• [Requirement]: Read through the lines below for the string "holder" and copy each one that has it.

□ □ □

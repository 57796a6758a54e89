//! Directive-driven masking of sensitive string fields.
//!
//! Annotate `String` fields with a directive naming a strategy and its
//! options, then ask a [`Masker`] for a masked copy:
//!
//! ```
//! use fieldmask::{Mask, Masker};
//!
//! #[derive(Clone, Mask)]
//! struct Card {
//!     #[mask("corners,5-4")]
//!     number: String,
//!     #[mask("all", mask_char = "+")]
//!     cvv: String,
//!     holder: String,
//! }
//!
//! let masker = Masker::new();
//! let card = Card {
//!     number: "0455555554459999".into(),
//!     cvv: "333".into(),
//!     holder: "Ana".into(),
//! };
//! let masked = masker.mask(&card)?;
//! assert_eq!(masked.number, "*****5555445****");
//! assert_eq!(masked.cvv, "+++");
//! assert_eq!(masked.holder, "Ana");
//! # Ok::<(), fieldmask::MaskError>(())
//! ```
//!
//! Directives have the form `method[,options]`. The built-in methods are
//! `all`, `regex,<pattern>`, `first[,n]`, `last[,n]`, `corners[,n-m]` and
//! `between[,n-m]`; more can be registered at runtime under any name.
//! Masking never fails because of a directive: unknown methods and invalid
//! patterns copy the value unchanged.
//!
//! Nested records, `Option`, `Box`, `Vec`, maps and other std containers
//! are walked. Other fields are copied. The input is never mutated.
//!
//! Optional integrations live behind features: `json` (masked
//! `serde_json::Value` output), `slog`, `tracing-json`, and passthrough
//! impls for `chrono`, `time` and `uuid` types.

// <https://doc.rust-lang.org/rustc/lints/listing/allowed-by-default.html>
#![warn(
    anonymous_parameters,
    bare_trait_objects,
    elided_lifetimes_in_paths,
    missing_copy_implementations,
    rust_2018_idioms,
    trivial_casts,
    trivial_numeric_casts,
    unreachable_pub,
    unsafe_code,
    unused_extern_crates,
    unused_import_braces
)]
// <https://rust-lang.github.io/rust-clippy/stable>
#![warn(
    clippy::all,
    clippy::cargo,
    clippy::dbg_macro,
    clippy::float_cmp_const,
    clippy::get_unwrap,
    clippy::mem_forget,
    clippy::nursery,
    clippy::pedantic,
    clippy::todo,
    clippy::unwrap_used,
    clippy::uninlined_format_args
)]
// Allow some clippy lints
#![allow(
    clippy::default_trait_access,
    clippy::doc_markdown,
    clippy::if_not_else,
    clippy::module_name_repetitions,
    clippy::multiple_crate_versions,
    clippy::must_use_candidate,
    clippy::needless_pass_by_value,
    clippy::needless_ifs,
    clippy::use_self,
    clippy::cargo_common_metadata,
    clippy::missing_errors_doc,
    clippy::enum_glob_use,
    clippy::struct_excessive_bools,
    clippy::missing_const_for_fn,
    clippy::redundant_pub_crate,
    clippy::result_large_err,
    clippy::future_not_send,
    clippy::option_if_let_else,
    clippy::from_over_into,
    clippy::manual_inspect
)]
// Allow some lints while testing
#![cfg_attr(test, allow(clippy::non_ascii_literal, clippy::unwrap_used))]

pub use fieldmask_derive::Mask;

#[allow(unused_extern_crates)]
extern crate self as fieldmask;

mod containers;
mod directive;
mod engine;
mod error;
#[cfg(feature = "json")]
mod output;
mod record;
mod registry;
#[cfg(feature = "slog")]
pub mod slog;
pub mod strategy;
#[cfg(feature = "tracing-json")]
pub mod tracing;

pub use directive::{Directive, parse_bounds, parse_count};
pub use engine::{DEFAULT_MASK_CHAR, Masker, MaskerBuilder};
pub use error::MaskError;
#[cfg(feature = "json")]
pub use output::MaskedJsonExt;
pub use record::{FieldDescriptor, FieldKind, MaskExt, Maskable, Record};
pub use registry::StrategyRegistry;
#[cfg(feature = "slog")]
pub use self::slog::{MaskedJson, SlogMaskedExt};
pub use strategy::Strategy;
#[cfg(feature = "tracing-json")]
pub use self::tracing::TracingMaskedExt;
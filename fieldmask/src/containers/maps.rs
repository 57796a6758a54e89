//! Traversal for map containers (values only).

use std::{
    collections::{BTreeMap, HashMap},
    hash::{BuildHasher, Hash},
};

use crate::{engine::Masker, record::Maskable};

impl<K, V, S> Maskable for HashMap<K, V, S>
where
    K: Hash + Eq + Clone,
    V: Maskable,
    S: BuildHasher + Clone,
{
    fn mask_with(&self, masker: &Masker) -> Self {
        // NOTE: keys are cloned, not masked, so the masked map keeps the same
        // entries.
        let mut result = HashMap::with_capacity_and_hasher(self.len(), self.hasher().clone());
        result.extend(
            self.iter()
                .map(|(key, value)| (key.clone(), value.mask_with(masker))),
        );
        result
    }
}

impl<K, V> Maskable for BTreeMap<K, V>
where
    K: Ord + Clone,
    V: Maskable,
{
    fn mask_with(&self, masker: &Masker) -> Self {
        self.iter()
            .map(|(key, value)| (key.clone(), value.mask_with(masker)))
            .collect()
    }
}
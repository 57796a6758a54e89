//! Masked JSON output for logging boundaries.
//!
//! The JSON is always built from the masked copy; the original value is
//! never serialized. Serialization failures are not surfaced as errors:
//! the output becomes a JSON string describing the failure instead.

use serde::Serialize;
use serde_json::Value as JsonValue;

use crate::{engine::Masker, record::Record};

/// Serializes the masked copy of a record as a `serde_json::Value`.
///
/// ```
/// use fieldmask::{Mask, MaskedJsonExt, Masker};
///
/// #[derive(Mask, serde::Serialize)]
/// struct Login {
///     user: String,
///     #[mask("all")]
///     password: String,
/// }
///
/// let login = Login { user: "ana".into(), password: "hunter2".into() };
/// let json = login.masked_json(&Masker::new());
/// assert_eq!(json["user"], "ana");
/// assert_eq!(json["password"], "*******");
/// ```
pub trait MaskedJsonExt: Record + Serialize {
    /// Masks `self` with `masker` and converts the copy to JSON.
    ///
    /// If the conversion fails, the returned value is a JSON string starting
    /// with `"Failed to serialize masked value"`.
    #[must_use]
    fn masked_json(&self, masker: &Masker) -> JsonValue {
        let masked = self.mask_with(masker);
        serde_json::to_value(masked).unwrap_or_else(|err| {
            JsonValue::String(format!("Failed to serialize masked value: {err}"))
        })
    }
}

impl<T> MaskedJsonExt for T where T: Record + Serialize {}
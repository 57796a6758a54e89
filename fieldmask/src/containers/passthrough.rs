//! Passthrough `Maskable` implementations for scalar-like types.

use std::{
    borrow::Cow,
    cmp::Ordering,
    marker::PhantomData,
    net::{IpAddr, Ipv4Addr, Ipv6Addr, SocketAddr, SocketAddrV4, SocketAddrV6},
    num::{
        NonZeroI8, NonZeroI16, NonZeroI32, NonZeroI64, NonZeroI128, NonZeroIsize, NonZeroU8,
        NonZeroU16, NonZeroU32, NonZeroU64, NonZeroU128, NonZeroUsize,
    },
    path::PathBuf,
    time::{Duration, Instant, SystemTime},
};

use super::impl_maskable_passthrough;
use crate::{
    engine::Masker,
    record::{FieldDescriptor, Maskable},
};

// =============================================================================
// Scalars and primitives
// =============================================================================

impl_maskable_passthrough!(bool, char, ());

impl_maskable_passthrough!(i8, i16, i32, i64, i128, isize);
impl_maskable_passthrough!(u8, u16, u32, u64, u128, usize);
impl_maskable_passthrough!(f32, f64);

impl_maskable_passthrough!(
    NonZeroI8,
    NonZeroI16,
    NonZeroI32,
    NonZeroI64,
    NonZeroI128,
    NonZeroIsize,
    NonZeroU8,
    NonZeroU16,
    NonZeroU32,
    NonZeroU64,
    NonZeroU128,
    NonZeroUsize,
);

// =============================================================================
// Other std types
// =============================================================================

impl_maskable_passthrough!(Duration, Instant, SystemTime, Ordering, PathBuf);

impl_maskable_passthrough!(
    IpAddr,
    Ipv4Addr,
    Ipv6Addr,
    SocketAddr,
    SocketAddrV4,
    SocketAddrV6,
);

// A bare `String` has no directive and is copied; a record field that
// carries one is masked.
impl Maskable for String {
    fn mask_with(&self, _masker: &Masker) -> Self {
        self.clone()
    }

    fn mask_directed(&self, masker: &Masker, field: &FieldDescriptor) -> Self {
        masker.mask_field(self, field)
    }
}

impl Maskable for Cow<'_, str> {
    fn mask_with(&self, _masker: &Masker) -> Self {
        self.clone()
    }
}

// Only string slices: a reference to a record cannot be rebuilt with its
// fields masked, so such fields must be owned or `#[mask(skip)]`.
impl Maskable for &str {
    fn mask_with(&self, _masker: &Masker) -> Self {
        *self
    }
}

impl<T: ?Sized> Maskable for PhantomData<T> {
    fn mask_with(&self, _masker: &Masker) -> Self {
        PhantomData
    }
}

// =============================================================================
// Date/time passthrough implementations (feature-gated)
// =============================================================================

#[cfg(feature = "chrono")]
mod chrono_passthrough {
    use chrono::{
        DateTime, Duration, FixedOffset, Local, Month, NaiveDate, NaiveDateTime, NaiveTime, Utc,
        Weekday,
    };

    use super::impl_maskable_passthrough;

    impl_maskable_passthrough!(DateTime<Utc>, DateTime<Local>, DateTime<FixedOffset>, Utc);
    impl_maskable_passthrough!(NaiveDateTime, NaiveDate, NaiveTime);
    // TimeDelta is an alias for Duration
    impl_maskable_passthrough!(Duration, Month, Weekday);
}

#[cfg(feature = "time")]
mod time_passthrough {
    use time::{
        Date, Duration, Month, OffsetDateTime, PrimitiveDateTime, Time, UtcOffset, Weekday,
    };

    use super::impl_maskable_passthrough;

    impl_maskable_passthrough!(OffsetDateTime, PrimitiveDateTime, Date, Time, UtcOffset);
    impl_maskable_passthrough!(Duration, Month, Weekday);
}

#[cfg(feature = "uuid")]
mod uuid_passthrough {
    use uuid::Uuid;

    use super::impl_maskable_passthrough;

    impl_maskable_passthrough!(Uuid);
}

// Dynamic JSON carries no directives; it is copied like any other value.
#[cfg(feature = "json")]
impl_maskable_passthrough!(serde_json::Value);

□ □ □

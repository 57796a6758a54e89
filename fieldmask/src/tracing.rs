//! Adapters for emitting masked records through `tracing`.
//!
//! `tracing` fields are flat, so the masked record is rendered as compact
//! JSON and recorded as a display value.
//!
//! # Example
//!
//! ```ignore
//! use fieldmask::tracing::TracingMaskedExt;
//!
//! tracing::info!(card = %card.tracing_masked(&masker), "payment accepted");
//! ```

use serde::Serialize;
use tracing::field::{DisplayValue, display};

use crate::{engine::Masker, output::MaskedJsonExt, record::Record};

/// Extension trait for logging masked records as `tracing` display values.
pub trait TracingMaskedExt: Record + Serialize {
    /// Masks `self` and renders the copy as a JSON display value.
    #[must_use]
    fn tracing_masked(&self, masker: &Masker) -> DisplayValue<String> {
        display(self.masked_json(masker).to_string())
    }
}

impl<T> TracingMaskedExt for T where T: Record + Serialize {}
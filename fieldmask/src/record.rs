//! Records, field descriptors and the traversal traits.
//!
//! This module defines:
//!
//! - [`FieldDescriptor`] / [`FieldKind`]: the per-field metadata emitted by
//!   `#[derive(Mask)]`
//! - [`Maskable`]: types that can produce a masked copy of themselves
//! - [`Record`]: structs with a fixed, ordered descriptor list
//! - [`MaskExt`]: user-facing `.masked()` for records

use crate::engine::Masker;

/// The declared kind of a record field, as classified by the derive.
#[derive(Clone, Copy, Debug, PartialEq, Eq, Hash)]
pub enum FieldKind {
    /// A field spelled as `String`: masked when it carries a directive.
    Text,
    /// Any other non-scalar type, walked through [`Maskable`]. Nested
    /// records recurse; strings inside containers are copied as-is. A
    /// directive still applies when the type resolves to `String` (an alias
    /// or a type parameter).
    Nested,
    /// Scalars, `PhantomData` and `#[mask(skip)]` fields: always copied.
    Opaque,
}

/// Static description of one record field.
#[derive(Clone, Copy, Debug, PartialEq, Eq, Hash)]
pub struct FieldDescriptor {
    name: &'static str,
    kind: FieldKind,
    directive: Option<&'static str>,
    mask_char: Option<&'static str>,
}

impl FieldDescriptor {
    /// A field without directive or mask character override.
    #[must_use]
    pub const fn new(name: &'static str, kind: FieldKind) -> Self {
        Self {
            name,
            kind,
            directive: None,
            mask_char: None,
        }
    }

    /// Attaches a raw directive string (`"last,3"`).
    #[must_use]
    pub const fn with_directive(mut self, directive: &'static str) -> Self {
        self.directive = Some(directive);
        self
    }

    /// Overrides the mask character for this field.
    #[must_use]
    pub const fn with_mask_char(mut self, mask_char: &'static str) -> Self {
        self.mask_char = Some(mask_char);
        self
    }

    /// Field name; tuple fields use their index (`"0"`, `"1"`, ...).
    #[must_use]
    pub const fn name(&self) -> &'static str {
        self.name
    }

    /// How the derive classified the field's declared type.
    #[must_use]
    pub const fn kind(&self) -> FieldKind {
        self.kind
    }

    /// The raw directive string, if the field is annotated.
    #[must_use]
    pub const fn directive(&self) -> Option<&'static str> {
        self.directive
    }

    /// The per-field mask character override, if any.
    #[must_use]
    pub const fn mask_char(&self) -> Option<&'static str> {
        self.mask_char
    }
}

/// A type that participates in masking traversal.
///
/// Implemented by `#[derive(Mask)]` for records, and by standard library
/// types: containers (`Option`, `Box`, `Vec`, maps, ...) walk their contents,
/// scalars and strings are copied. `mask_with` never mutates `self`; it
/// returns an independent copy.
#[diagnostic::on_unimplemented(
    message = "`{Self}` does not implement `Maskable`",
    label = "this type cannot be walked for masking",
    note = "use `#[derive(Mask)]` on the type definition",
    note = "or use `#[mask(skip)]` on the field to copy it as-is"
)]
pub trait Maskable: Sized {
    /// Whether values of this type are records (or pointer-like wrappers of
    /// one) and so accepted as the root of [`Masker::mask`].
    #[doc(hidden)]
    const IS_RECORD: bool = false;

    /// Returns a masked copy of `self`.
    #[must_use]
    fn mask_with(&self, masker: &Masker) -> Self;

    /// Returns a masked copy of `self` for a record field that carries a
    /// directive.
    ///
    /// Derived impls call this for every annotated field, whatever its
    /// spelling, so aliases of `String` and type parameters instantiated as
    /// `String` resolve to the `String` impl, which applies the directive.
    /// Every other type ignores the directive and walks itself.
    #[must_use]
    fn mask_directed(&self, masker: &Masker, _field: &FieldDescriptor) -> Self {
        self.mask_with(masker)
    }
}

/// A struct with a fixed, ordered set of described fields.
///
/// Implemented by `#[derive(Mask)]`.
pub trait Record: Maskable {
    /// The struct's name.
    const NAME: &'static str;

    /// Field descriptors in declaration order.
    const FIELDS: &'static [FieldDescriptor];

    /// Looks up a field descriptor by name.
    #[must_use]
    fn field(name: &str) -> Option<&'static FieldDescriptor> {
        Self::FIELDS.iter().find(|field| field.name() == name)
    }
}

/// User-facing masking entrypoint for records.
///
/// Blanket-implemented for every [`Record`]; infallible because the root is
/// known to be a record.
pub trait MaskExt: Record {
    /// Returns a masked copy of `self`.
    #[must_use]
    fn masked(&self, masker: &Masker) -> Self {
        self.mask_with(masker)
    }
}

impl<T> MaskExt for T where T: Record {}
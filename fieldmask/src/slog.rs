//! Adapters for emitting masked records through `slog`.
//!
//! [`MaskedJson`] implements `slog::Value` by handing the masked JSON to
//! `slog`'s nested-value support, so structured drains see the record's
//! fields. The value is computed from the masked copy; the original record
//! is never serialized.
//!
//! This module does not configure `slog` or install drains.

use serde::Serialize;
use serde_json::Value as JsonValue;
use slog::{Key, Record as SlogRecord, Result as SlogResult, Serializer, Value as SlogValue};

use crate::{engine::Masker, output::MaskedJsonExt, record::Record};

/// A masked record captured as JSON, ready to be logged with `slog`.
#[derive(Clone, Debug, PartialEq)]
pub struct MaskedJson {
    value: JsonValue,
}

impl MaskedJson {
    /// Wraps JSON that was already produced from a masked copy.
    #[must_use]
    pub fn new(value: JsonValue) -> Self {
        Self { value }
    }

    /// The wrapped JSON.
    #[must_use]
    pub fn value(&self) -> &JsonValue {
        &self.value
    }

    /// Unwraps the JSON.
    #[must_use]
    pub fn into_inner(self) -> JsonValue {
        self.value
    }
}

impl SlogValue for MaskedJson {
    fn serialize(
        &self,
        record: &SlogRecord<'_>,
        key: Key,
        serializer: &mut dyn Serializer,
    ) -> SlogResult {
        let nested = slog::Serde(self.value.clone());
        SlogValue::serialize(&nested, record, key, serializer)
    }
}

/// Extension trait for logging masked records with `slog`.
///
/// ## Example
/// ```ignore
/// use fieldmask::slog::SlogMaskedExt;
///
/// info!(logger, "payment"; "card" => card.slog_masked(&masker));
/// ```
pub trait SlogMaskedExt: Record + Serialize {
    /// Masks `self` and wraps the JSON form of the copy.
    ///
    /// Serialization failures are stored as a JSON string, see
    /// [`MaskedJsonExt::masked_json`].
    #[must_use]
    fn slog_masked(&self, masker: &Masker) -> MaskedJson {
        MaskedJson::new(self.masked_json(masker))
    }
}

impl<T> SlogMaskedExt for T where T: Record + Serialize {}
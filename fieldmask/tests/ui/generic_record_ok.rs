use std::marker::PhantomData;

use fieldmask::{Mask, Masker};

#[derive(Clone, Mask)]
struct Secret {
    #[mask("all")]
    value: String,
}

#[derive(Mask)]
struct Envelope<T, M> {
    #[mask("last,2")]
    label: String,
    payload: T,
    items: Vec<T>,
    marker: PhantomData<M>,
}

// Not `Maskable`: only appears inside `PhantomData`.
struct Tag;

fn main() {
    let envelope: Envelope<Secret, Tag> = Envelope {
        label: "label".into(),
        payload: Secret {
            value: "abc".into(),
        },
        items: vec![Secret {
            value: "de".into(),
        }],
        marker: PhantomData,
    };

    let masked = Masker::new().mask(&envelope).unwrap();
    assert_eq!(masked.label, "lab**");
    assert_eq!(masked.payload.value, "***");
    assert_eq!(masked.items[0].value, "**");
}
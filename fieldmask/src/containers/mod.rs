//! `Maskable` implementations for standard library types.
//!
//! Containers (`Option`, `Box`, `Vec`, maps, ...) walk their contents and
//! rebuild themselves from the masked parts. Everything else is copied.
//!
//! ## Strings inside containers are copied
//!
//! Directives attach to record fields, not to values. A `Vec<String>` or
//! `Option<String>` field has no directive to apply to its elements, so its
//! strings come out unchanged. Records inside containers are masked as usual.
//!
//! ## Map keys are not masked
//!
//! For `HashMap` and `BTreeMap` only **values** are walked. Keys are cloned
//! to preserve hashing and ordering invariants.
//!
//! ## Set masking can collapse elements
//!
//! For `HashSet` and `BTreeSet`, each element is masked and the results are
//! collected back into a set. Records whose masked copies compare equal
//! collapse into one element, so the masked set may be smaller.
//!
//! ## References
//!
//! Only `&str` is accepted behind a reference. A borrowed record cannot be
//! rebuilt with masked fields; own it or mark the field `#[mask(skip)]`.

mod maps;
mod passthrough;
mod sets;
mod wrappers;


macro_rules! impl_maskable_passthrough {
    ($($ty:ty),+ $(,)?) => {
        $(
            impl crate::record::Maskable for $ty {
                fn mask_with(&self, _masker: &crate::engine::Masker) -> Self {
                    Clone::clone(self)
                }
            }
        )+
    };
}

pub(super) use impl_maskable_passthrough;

□ □ □

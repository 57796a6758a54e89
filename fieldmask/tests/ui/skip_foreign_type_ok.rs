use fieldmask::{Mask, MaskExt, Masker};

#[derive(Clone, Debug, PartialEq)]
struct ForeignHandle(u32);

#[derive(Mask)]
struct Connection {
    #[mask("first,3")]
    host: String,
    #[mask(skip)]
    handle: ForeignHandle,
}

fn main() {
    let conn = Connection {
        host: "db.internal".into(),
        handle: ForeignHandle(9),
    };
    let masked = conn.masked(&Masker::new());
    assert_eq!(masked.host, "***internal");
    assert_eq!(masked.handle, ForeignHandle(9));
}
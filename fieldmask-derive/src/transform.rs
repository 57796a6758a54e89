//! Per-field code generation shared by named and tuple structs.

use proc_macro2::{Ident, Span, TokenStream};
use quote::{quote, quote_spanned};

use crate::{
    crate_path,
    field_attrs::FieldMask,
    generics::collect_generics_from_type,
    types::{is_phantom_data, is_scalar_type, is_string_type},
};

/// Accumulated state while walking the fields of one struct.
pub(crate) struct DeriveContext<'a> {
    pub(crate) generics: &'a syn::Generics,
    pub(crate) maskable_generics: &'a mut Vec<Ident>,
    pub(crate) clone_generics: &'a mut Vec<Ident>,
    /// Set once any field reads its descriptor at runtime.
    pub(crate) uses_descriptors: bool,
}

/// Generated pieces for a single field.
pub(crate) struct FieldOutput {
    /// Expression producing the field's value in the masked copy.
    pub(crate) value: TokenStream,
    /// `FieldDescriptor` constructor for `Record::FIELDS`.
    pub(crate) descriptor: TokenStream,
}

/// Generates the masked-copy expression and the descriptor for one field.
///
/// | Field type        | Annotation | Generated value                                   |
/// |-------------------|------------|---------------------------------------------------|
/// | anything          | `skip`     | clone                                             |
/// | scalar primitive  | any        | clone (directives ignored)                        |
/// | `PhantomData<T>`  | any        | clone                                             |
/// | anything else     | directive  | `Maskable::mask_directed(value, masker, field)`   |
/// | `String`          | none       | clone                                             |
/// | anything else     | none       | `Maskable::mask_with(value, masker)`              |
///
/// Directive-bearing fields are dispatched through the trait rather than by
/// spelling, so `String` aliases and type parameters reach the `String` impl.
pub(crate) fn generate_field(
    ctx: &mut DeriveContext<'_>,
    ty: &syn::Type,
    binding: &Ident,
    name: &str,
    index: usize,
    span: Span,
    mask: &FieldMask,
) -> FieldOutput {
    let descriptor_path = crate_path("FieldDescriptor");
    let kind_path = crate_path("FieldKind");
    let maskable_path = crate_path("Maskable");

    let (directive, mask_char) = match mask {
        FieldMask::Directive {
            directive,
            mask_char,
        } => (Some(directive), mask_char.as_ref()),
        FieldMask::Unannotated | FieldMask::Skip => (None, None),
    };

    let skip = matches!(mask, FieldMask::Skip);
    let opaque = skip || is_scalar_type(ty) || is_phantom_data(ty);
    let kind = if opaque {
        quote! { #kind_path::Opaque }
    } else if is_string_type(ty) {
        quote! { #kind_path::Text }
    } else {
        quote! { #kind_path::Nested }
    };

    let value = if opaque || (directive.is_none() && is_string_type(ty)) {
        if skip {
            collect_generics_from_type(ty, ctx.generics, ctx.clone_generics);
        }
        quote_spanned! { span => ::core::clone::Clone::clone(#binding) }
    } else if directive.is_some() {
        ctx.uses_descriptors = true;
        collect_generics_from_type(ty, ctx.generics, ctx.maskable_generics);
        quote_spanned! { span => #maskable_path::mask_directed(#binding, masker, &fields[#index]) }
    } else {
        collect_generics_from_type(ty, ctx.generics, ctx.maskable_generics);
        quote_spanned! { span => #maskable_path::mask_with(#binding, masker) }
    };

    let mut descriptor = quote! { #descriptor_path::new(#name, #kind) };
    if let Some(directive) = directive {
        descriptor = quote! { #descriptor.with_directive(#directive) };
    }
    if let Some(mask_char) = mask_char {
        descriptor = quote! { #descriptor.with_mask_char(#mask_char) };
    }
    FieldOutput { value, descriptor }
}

□ □ □

• [Completed task]:
//!     holder: String,
//!     holder: "Ana".into(),
//! assert_eq!(masked.holder, "Ana");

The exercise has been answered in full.